Over the following week the vision returned to normal with the patient only being aware of a slight difference in image size between the two eyes. Visual acuity measured 6/9 LE, 2 months after surgery, and repeat OCT scan was normal.

Case 3

A 66-year-old male presented 1 day after routine right phacoemulsification and IOL insertion with blurred vision. He had previously undergone successful cataract surgery to the LE and had no other relevant ophthalmic history. Preoperatively, best-corrected visual acuity in the RE had been measured as 6/9.

At presentation, vision was reduced to 6/24. The eye was minimally inflamed, with one plus of cells in the anterior chamber. The macula showed marked thickening, with a ‘puckered’ appearance and pseudo-macular hole. No PVD was present. OCT revealed markedly distorted macular architecture adopting an ‘A’-shaped configuration (Figure 2c).

Vision gradually improved to 6/12 RE over the next 2 months. OCT at this stage was normal, but he continued to experience micropsia and distortion of vision.

Comment

We present three cases of maculopathy presenting acutely and dramatically immediately after routine cataract surgery with rapid spontaneous recovery over the following few weeks. No patients were noted to have macular abnormalities preoperatively. Surgery was performed by three different surgeons with significant experience of cataract surgery. The surgery was without incident, and there were no difficulties encountered during surgery, such as excessive depth changes of the anterior chamber. All patients received standard postoperative topical medication comprising steroid and antibiotic drops.

The clinical appearances suggested very significant vitreomacular traction. OCT scanning in each case excluded the presence of a full-thickness retinal defect.

There are several possible explanations for this phenomenon. Vitreomacular traction causing foveal elevation has been reported following cataract surgery.2 Furthermore, full-thickness macular hole formation within a week of cataract surgery has been reported in a series of five eyes.3 This would appear to suggest the role of vitreo-foveal traction in the early postoperative period.4 There are also reports of re-opening of previously successfully closed macular holes following cataract surgery.5, 6 However, there does not seem to be a strong temporal relationship between hole reopening and the time of cataract surgery in these reports. In none of these reports did spontaneous relief of vitreomacular traction or hole closure take place.

It seems likely that the cases we describe represent acute antero-posterior vitreo-macular traction after cataract surgery.

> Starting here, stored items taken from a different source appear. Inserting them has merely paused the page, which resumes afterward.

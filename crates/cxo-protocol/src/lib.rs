//! Wire protocol for CXO feed replication.
//!
//! Defines the message kinds exchanged between peers and the framing used
//! on byte streams. The protocol is symmetric: either side may subscribe,
//! announce Roots, request objects and answer requests.

pub mod codec;
pub mod error;
pub mod message;

pub use codec::MsgCodec;
pub use error::{ProtocolError, ProtocolResult};
pub use message::{Msg, MAX_MESSAGE_SIZE, PROTOCOL_VERSION};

Following removal of the crystalline lens, the sudden volume change induced could conceivably be transmitted via the anterior hyaloid face to the posterior vitreous cortex. The spontaneous resolution in these cases may be the result of early postoperative return of normal ocular fluid dynamics.

It is possible that mild and transient vitreo-macular traction occurs commonly after cataract surgery. Further studies involving the use of OCT in the immediate postoperative period and B-scan ultrasonography would be needed to confirm this. If volume changes were responsible for this phenomenon, it is perhaps surprising that these findings do not occur more often.

Anecdotally some patients report the presence of floaters after cataract surgery, possibly owing to accelerated PVD development.

It is possible that in the patients we describe, there was an abnormally strong relationship between the macula and the posterior cortical vitreous, which resulted in symptomatic presentation after cataract surgery. As far as we are aware, this is the first report of such a phenomenon in the literature. Therefore we would like to suggest a name for this condition: ‘A-sign maculopathy’.